Stored data
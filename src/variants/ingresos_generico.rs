// ==========================================
// TreeTracker Ingest - Variante Ingresos Genérica
// ==========================================
// Procesador de reportes de ingreso sin usuario específico: una hoja
// por mes (ENERO..DICIEMBRE), guía y certificación opcionales y fecha
// derivada del nombre de la hoja cuando el reporte no trae columna.
// ==========================================

use crate::ingest::normalizer::{
    float_value, format_timestamp, identifier_or_text, parse_datetime, text_value,
};
use crate::ingest::resolver::{FieldRule, HeaderPredicate, LogicalField, ResolvedRow};
use crate::ingest::statement::InsertBuilder;
use crate::variants::{
    ReportVariant, RowContext, RowOutcome, CERTIFICACION_DEFAULT, PRODUCTO_RECEPCION,
};
use chrono::{NaiveDate, NaiveDateTime};

/// Año del reporte anual por hojas mensuales.
const ANO_REPORTE: i32 = 2025;

/// Nombre de hoja (mes en español) → número de mes.
static MESES: &[(&str, u32)] = &[
    ("ENERO", 1),
    ("FEBRERO", 2),
    ("MARZO", 3),
    ("ABRIL", 4),
    ("MAYO", 5),
    ("JUNIO", 6),
    ("JULIO", 7),
    ("AGOSTO", 8),
    ("SEPTIEMBRE", 9),
    ("OCTUBRE", 10),
    ("NOVIEMBRE", 11),
    ("DICIEMBRE", 12),
];

/// Primer día del mes que nombra la hoja; enero si no se reconoce.
fn fecha_por_hoja(sheet_name: &str) -> NaiveDateTime {
    let normalizado = sheet_name.trim().to_uppercase();
    let mes = MESES
        .iter()
        .find(|(nombre, _)| *nombre == normalizado)
        .map(|(_, numero)| *numero)
        .unwrap_or(1);
    NaiveDate::from_ymd_opt(ANO_REPORTE, mes, 1)
        .and_then(|d| d.and_hms_opt(0, 0, 0))
        .expect("primer día de mes siempre es válido")
}

static FIELD_RULES: &[FieldRule] = &[
    FieldRule {
        field: LogicalField::Proveedor,
        predicates: &[HeaderPredicate::CompactAny(&["NOMBREPROVEEDOR"])],
    },
    FieldRule {
        field: LogicalField::NumGuia,
        predicates: &[HeaderPredicate::ContainsAny(&[
            "ROL",
            "FOLIO",
            "NUMERO GUIA",
            "GUIA",
        ])],
    },
    FieldRule {
        field: LogicalField::Certificacion,
        predicates: &[HeaderPredicate::ContainsAny(&[
            "FSC",
            "CERTIFICACION",
            "DESCRIPCION",
        ])],
    },
    FieldRule {
        field: LogicalField::VolumenM3,
        predicates: &[HeaderPredicate::ContainsAny(&["M3", "VOLUMEN"])],
    },
    FieldRule {
        field: LogicalField::FechaRecepcion,
        predicates: &[HeaderPredicate::ContainsAny(&["FECHA", "DATE"])],
    },
];

static REQUIRED: &[LogicalField] = &[LogicalField::Proveedor, LogicalField::VolumenM3];

pub struct IngresosGenericoVariant;

impl ReportVariant for IngresosGenericoVariant {
    fn name(&self) -> &'static str {
        "ingresos_generico"
    }

    fn table(&self) -> &'static str {
        "recepciones"
    }

    fn field_rules(&self) -> &'static [FieldRule] {
        FIELD_RULES
    }

    fn required_fields(&self) -> &'static [LogicalField] {
        REQUIRED
    }

    fn process_row(&self, row: &ResolvedRow<'_>, ctx: &RowContext<'_>) -> RowOutcome {
        let proveedor = match text_value(row.get(LogicalField::Proveedor)) {
            Some(p) => p,
            None => {
                tracing::debug!(fila = ctx.row_index, "Saltando fila: proveedor vacío");
                return RowOutcome::Skip;
            }
        };

        // Guía opcional: se autogenera con hoja y fila si falta
        let num_guia = identifier_or_text(row.get(LogicalField::NumGuia))
            .unwrap_or_else(|| format!("AUTO-{}-{}", ctx.sheet_name, ctx.row_index));

        let certificacion = text_value(row.get(LogicalField::Certificacion))
            .unwrap_or_else(|| CERTIFICACION_DEFAULT.to_string());

        // Este reporte registra el volumen directamente en m3
        let volumen = match float_value(row.get(LogicalField::VolumenM3)) {
            Some(v) => v,
            None => {
                tracing::debug!(fila = ctx.row_index, "Saltando fila: volumen vacío");
                return RowOutcome::Skip;
            }
        };
        if volumen <= 0.0 {
            tracing::debug!(
                fila = ctx.row_index,
                volumen,
                "Saltando fila: volumen no positivo"
            );
            return RowOutcome::Skip;
        }

        // Fecha de la columna si existe; si no, el mes de la hoja
        let fecha = parse_datetime(row.get(LogicalField::FechaRecepcion))
            .unwrap_or_else(|| fecha_por_hoja(ctx.sheet_name));

        tracing::debug!(
            fila = ctx.row_index,
            proveedor = %proveedor,
            num_guia = %num_guia,
            volumen,
            "Ingreso aceptado"
        );

        RowOutcome::Accepted(
            InsertBuilder::new(self.table())
                .text("fecha_recepcion", format_timestamp(&fecha))
                .text("producto_codigo", PRODUCTO_RECEPCION)
                .text("proveedor", proveedor)
                .text("num_guia", num_guia)
                .number("volumen_m3", volumen)
                .text("certificacion", certificacion)
                .text("user_id", ctx.owner_id)
                .build(),
        )
    }

    fn message_prefix(&self) -> &'static str {
        "¡Procesamiento completado!"
    }
}
// ==========================================
// TreeTracker Ingest - Emisor de sentencias
// ==========================================
// Responsabilidad: descriptor estructurado (tabla, columnas, valores)
// El SQL literal es solo una serialización de compatibilidad
// ==========================================

use serde::Serialize;

/// Valor tipado de una sentencia pendiente de inserción.
#[derive(Debug, Clone, PartialEq, Serialize)]
#[serde(untagged)]
pub enum SqlValue {
    Text(String),
    Number(f64),
    Null,
}

impl SqlValue {
    /// Renderizado literal: comillas simples internas duplicadas,
    /// números en decimal plano, ausentes como NULL.
    pub fn render_literal(&self) -> String {
        match self {
            SqlValue::Text(s) => format!("'{}'", s.replace('\'', "''")),
            SqlValue::Number(n) => crate::ingest::normalizer::render_number(*n),
            SqlValue::Null => "NULL".to_string(),
        }
    }
}

/// Descriptor de una inserción pendiente: tabla destino, lista
/// ordenada de columnas y valores posicionales. Se crea una vez por
/// registro aceptado y no se muta después.
#[derive(Debug, Clone, PartialEq, Serialize)]
pub struct StatementDescriptor {
    table: &'static str,
    columns: Vec<&'static str>,
    values: Vec<SqlValue>,
}

impl StatementDescriptor {
    pub fn table(&self) -> &'static str {
        self.table
    }

    pub fn columns(&self) -> &[&'static str] {
        &self.columns
    }

    pub fn values(&self) -> &[SqlValue] {
        &self.values
    }

    /// Forma parametrizada: SQL con marcadores `?` más la lista de
    /// valores a enlazar. Esta es la representación primaria para el
    /// colaborador de persistencia.
    pub fn parameterized(&self) -> (String, &[SqlValue]) {
        let placeholders = vec!["?"; self.columns.len()].join(", ");
        let sql = format!(
            "INSERT INTO {} ({}) VALUES ({})",
            self.table,
            self.columns.join(", "),
            placeholders
        );
        (sql, &self.values)
    }

    /// Serialización heredada con literales incrustados, en el formato
    /// exacto que consumían los clientes antiguos. Solo para
    /// compatibilidad; la forma parametrizada es la primaria.
    pub fn to_legacy_sql(&self) -> String {
        let rendered: Vec<String> = self.values.iter().map(|v| v.render_literal()).collect();
        format!(
            "INSERT INTO {} ({}) \nVALUES ({});",
            self.table,
            self.columns.join(", "),
            rendered.join(", ")
        )
    }
}

/// Constructor fluido de descriptores de inserción.
///
/// Las columnas opcionales se agregan solo cuando el valor está
/// presente, por lo que el largo de la lista depende del registro.
#[derive(Debug, Clone)]
pub struct InsertBuilder {
    table: &'static str,
    columns: Vec<&'static str>,
    values: Vec<SqlValue>,
}

impl InsertBuilder {
    pub fn new(table: &'static str) -> Self {
        InsertBuilder {
            table,
            columns: Vec::new(),
            values: Vec::new(),
        }
    }

    pub fn text(mut self, column: &'static str, value: impl Into<String>) -> Self {
        self.columns.push(column);
        self.values.push(SqlValue::Text(value.into()));
        self
    }

    pub fn number(mut self, column: &'static str, value: f64) -> Self {
        self.columns.push(column);
        self.values.push(SqlValue::Number(value));
        self
    }

    /// Columna numérica ausente: se emite igualmente, como NULL.
    pub fn null(mut self, column: &'static str) -> Self {
        self.columns.push(column);
        self.values.push(SqlValue::Null);
        self
    }

    /// Columna de texto opcional: se omite por completo si no hay valor.
    pub fn optional_text(self, column: &'static str, value: Option<String>) -> Self {
        match value {
            Some(v) => self.text(column, v),
            None => self,
        }
    }

    pub fn build(self) -> StatementDescriptor {
        StatementDescriptor {
            table: self.table,
            columns: self.columns,
            values: self.values,
        }
    }
}
// ==========================================
// Inicialización del sistema de logs
// ==========================================
// Usa tracing y tracing-subscriber
// Nivel configurable por variable de entorno
// ==========================================

use tracing_subscriber::{fmt, EnvFilter};

/// Inicializa el sistema de logs
///
/// # Variables de entorno
/// - RUST_LOG: filtro de nivel (por defecto: info)
///   Ejemplo: RUST_LOG=debug o RUST_LOG=treetracker_ingest=trace
///
/// # Ejemplo
/// ```no_run
/// use treetracker_ingest::logging;
/// logging::init();
/// ```
pub fn init() {
    // Lee el nivel desde el entorno, por defecto info
    let filter = EnvFilter::try_from_default_env()
        .unwrap_or_else(|_| EnvFilter::new("info"));

    // Formato de salida
    fmt()
        .with_env_filter(filter)
        .with_target(true)
        .with_thread_ids(false)
        .with_line_number(true)
        .init();
}

/// Inicializa los logs para pruebas
///
/// Nivel más detallado para facilitar la depuración
pub fn init_test() {
    let _ = fmt()
        .with_env_filter(EnvFilter::new("debug"))
        .with_test_writer()
        .try_init();
}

__WHAT IS NEEDED__. Looking at the data above, return every line from the one with "ctx: &RowContext<'_>) ->" down to the one with "num_guia = identifier_or_text(row.get(LogicalField::NumGuia))", exactly and inclusively.

__ANSWER TO THIS TASK__.
    fn process_row(&self, row: &ResolvedRow<'_>, ctx: &RowContext<'_>) -> RowOutcome {
        let proveedor = match text_value(row.get(LogicalField::Proveedor)) {
            Some(p) => p,
            None => {
                tracing::debug!(fila = ctx.row_index, "Saltando fila: proveedor vacío");
                return RowOutcome::Skip;
            }
        };

        // Guía opcional: se autogenera con hoja y fila si falta
        let num_guia = identifier_or_text(row.get(LogicalField::NumGuia))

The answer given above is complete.